What the exercise asks: Should a line in the entries below contain "warn", return that line.

Input records:
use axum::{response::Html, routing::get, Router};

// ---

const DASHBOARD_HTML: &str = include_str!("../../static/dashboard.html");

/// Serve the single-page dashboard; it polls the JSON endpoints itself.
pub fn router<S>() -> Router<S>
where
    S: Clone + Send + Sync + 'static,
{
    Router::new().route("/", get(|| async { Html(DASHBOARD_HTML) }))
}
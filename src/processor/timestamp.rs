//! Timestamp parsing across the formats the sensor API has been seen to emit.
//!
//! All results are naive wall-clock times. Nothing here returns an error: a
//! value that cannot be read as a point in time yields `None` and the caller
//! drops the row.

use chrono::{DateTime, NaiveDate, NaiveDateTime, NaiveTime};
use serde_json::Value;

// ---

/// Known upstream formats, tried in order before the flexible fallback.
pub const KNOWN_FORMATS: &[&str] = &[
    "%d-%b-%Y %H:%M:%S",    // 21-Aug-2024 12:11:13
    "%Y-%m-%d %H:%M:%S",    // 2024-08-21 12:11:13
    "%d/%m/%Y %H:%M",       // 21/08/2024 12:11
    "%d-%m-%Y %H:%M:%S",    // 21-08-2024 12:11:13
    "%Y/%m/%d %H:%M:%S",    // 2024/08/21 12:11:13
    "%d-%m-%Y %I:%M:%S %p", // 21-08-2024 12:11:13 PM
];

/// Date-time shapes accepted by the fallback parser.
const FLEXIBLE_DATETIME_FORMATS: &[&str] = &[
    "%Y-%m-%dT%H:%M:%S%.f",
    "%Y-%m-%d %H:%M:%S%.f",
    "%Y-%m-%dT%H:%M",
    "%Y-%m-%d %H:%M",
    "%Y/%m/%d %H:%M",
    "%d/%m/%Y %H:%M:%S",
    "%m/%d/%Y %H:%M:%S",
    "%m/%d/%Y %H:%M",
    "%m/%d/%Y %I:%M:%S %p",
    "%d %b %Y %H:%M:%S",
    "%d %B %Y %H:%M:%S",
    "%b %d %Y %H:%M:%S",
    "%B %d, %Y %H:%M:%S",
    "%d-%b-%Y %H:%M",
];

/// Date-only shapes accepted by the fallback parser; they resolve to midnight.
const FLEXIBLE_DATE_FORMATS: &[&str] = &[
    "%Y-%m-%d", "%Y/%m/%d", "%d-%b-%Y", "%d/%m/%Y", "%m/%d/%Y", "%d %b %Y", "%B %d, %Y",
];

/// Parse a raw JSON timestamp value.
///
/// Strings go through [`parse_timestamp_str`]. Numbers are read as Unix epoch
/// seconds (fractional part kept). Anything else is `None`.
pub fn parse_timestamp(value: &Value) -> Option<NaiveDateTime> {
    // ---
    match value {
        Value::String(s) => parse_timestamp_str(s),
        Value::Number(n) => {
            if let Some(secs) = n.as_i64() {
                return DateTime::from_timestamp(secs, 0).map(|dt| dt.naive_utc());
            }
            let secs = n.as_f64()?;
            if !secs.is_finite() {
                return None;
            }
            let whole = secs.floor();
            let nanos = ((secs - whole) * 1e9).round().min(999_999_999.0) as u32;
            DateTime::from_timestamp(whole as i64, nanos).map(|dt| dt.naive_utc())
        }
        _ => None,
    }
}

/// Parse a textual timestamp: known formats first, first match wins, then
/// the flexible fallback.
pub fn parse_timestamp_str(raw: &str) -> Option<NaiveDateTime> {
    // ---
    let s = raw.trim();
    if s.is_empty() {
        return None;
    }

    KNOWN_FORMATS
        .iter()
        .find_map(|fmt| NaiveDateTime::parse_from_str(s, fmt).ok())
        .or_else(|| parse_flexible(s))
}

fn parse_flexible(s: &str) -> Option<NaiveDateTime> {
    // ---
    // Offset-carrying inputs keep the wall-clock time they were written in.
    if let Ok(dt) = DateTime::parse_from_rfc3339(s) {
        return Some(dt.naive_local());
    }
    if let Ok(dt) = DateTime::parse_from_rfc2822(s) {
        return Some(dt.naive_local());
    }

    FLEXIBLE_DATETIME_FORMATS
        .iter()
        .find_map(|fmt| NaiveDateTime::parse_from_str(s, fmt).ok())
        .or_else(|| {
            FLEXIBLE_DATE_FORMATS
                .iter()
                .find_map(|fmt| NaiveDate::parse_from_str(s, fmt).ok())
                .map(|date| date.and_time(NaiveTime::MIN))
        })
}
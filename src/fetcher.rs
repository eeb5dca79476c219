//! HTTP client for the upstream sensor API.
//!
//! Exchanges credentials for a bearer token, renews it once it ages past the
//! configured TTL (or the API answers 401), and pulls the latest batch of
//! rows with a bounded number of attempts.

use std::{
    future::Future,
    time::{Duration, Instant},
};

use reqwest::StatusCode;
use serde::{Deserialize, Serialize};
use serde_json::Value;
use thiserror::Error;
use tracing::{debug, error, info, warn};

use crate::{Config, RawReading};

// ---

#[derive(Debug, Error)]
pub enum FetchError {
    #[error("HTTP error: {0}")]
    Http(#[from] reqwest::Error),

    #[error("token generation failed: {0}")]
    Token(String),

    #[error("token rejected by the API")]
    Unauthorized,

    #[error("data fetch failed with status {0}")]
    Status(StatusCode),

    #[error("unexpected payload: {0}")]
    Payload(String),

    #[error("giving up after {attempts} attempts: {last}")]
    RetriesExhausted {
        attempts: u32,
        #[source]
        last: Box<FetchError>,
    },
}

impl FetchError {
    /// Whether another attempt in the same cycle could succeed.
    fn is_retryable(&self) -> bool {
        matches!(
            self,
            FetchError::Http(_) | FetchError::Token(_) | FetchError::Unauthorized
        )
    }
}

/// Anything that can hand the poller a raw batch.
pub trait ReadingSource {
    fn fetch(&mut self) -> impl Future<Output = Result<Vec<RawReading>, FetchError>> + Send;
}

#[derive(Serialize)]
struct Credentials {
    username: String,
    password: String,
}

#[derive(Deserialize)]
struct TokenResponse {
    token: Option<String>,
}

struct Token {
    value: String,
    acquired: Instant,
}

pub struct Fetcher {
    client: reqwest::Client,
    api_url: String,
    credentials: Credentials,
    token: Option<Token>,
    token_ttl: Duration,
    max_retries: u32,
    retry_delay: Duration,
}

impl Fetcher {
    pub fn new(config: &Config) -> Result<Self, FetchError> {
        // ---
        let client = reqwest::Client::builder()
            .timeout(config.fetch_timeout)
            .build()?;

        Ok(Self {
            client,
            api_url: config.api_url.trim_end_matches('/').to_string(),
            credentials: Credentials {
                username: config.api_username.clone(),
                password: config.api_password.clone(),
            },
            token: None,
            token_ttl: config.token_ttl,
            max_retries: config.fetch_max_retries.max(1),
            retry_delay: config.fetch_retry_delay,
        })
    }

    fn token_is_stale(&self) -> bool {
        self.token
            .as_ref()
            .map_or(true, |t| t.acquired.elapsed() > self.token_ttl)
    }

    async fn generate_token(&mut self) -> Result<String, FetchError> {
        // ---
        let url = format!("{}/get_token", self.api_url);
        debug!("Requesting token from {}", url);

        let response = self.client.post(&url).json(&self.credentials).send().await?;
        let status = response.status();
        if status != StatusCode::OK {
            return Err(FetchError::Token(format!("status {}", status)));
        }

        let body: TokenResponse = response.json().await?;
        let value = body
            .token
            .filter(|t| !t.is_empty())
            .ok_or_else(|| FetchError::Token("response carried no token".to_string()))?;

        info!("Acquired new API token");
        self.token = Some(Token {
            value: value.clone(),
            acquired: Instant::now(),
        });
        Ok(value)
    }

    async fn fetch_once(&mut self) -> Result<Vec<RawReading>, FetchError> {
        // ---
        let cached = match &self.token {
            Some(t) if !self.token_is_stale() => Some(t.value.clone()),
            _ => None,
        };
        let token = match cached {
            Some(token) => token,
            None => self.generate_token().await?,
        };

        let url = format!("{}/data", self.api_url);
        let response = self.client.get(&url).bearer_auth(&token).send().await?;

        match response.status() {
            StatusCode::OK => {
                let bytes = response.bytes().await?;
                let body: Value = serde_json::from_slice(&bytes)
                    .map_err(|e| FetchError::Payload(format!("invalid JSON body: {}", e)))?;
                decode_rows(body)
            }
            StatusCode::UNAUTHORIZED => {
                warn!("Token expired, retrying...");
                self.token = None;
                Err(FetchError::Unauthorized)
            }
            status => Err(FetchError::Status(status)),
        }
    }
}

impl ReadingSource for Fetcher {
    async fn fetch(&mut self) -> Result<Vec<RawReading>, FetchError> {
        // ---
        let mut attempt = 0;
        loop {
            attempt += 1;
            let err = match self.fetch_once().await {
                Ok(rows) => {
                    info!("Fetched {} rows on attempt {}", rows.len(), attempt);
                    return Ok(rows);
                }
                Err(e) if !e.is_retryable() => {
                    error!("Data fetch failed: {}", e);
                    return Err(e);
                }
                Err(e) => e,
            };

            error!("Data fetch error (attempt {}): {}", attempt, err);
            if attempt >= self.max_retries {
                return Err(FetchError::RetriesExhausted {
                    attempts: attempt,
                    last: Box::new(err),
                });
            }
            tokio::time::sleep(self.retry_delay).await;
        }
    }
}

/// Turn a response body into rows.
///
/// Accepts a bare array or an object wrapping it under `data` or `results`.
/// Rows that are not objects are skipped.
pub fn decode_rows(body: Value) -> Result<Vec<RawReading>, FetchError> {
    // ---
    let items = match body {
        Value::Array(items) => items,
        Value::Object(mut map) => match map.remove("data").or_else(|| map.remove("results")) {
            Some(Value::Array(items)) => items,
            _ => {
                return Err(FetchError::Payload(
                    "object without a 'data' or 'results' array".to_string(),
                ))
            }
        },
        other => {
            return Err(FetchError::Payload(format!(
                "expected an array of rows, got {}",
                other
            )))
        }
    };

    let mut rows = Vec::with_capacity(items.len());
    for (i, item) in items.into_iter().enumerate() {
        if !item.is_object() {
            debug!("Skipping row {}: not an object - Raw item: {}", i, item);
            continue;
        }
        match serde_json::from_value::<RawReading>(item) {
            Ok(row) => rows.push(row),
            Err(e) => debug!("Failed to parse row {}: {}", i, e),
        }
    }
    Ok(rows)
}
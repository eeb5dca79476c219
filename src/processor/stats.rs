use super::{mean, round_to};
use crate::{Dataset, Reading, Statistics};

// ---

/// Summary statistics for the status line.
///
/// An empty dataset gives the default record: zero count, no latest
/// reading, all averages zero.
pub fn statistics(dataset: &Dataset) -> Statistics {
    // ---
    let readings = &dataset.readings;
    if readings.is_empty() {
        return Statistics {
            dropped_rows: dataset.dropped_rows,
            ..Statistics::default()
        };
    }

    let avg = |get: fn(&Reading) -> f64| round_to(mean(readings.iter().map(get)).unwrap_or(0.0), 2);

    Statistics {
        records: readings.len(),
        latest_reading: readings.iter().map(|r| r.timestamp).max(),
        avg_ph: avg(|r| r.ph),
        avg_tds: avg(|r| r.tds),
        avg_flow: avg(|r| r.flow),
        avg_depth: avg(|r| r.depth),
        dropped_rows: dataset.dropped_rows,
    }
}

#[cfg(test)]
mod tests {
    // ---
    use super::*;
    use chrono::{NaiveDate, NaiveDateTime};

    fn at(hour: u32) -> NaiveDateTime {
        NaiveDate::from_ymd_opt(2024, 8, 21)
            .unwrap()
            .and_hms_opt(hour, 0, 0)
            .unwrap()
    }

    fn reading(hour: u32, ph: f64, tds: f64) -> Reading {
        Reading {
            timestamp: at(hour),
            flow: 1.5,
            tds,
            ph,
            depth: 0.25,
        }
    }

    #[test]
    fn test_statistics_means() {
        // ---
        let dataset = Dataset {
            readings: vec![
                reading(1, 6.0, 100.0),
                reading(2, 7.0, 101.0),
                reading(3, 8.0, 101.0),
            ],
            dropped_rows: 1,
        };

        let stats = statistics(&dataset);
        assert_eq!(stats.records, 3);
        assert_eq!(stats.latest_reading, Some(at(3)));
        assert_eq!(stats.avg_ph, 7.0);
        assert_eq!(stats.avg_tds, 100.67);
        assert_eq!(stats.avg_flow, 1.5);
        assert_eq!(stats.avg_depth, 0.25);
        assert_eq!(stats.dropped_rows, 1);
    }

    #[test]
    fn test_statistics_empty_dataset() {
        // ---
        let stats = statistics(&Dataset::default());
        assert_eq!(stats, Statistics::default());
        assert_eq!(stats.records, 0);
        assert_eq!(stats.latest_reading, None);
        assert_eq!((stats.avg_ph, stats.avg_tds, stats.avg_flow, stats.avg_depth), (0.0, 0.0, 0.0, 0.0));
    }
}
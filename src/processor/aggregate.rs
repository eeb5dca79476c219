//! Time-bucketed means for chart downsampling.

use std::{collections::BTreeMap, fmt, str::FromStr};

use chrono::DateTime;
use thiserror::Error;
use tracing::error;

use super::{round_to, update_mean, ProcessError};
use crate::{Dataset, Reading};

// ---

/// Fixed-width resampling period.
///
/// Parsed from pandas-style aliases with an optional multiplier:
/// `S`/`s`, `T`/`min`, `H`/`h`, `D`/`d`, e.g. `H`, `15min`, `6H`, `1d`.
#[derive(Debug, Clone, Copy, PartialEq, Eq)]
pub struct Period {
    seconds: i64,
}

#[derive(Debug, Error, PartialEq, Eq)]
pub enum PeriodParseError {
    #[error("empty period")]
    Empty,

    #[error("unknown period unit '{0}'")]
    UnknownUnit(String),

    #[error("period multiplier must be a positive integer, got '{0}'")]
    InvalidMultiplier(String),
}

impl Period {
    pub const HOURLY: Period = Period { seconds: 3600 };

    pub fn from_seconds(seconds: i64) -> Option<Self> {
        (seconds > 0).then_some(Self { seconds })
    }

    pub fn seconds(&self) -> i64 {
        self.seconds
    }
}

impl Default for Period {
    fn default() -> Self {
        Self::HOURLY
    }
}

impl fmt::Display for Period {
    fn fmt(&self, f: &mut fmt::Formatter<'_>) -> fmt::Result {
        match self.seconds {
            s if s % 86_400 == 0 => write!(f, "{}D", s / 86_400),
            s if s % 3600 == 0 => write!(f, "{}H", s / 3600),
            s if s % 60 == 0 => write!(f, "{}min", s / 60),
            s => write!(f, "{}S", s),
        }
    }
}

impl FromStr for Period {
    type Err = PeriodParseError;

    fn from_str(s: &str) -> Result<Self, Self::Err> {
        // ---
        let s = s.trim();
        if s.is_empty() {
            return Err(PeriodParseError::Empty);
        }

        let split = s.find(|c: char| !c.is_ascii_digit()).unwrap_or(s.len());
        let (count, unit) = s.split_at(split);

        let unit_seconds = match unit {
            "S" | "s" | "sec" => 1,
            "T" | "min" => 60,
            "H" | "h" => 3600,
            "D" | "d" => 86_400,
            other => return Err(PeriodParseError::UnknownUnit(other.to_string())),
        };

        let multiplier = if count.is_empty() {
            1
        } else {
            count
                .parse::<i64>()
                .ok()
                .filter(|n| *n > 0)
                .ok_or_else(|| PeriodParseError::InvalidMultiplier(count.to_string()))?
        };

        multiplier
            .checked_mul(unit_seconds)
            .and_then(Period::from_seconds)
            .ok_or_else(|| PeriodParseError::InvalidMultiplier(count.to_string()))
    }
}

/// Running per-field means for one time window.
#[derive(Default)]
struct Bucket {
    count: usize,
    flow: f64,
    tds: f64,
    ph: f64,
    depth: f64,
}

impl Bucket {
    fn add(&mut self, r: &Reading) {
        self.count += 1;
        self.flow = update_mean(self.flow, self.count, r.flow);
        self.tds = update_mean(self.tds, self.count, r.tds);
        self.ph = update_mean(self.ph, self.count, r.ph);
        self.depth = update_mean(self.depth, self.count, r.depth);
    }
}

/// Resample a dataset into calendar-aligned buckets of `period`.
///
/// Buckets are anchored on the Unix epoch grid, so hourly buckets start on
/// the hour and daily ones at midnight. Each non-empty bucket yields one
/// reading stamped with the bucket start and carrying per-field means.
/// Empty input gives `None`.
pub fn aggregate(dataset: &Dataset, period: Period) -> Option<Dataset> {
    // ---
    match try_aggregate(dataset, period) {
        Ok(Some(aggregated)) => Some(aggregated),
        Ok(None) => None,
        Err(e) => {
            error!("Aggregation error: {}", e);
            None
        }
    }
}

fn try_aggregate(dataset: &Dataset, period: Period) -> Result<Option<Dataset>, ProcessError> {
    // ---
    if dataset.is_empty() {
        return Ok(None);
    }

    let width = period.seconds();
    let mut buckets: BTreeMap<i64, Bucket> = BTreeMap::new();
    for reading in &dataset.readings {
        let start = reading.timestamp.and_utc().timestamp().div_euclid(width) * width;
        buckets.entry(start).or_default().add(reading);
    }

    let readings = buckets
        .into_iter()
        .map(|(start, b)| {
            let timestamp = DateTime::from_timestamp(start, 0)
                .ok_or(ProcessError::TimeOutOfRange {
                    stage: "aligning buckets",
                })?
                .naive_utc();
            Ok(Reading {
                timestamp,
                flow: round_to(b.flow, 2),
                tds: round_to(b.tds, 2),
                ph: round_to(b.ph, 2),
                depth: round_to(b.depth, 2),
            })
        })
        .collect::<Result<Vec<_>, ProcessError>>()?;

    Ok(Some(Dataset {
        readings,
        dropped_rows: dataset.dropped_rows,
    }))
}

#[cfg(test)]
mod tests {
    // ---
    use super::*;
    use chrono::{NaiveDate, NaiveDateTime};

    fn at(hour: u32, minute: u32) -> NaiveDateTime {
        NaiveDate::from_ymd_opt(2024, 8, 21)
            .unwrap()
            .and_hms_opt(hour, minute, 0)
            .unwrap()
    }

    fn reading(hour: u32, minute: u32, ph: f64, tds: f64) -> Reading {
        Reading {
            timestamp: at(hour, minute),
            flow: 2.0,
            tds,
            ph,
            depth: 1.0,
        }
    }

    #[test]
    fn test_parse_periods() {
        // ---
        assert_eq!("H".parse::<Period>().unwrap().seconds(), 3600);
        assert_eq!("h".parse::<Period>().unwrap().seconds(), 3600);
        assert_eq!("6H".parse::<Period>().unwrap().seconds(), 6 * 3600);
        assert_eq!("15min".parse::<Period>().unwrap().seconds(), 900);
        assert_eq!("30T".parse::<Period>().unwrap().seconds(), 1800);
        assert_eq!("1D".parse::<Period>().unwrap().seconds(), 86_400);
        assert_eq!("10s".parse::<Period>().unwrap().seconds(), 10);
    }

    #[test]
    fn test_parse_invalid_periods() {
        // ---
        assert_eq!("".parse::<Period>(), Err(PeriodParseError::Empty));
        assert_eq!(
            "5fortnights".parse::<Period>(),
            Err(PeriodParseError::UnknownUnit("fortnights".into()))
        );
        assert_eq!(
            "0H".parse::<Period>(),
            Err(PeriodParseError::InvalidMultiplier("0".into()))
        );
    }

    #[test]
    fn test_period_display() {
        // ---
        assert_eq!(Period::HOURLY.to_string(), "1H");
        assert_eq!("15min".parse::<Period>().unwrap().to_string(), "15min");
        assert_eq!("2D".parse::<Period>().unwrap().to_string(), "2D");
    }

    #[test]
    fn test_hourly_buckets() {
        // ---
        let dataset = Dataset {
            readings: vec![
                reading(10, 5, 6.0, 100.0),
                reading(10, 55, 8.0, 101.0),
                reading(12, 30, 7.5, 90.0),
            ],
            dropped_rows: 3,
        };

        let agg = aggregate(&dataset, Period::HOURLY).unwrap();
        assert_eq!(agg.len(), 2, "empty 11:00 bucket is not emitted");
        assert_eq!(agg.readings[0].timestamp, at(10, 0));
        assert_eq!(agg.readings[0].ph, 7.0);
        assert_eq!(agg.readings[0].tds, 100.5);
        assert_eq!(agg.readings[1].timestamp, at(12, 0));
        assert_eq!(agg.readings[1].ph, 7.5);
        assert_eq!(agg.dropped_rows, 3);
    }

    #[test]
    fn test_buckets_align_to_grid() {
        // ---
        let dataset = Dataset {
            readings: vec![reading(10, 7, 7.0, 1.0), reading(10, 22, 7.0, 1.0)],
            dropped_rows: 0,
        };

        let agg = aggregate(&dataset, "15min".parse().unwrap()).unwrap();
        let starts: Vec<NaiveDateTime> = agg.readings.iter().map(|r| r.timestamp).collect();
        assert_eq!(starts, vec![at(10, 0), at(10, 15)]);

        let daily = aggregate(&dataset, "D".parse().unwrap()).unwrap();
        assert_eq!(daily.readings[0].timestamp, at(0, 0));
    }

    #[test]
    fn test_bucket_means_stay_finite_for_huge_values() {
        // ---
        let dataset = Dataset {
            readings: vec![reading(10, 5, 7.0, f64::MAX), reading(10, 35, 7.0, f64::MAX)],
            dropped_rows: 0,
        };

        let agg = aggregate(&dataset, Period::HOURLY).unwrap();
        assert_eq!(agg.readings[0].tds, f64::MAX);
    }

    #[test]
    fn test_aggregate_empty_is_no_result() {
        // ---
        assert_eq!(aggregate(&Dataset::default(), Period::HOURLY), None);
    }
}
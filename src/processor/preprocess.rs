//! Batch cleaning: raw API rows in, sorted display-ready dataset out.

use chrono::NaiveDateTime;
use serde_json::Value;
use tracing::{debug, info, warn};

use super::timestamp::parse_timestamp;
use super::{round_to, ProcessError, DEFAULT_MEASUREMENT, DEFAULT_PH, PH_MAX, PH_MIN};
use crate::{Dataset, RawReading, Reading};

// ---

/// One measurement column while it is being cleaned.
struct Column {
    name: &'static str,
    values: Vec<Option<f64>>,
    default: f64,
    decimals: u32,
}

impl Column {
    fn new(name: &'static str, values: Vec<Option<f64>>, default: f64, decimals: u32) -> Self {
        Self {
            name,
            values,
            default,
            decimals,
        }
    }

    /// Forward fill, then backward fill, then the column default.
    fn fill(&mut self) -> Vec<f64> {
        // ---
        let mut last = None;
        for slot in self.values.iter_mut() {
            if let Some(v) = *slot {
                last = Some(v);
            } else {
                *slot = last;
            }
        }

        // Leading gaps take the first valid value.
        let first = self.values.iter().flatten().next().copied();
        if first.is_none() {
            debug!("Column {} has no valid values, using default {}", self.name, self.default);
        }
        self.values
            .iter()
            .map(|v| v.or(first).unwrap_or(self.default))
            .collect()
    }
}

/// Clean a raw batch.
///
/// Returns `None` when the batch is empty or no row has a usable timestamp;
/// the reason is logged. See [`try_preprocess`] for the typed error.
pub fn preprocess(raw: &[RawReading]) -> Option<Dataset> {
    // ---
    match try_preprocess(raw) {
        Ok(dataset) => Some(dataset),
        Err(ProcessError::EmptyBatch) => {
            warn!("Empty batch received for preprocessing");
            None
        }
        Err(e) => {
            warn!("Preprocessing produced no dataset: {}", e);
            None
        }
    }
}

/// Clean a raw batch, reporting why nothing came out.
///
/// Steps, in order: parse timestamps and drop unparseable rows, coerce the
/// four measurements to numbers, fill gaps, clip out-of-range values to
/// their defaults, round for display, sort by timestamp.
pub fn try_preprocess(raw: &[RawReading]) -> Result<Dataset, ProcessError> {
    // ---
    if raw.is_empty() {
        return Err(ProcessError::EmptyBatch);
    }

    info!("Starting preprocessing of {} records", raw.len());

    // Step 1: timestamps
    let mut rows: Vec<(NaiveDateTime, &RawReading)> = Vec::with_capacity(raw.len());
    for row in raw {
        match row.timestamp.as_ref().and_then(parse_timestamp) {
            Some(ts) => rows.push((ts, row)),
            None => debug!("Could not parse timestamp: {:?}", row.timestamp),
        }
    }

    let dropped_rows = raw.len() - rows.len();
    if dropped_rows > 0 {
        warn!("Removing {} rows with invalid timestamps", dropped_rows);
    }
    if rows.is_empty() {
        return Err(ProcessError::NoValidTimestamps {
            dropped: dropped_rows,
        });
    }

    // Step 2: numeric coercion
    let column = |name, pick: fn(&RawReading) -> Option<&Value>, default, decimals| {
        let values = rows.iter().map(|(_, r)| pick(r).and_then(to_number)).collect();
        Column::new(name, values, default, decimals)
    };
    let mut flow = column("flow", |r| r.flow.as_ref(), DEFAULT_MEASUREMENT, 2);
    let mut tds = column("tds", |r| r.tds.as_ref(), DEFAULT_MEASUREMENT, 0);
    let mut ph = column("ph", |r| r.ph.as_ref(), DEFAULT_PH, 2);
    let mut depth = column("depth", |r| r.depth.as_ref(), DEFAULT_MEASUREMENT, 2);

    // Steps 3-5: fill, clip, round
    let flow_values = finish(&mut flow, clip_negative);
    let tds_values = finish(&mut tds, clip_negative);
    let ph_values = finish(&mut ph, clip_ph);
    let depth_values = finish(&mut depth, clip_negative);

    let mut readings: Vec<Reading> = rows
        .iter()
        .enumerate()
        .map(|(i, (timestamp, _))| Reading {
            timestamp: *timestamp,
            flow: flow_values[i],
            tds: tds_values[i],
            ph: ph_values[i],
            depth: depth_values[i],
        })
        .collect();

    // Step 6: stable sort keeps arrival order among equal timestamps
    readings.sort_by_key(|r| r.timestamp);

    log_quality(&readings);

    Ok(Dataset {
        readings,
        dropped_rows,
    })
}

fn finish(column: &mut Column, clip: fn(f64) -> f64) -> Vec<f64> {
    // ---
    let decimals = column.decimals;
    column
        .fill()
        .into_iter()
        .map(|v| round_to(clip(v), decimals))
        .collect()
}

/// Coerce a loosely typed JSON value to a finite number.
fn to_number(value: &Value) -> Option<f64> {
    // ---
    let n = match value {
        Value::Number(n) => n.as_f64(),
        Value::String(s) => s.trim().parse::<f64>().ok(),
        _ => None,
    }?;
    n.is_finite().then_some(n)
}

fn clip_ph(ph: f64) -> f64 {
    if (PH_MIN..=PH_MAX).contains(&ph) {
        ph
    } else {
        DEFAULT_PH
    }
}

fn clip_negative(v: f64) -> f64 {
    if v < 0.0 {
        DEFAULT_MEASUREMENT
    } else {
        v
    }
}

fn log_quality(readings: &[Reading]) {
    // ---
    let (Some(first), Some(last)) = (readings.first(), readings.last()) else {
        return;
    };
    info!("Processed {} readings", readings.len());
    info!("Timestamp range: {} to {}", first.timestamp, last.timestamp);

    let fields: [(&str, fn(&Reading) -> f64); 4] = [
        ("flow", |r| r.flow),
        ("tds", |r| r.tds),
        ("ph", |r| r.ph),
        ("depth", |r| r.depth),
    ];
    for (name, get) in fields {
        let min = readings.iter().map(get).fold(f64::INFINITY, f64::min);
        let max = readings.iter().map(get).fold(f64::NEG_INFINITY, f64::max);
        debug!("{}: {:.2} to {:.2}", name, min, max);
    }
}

Exercise output:
use tracing::{debug, error, info, warn};
                warn!("Token expired, retrying...");
use tracing::{debug, info, warn};
            warn!("Empty batch received for preprocessing");
            warn!("Preprocessing produced no dataset: {}", e);
        warn!("Removing {} rows with invalid timestamps", dropped_rows);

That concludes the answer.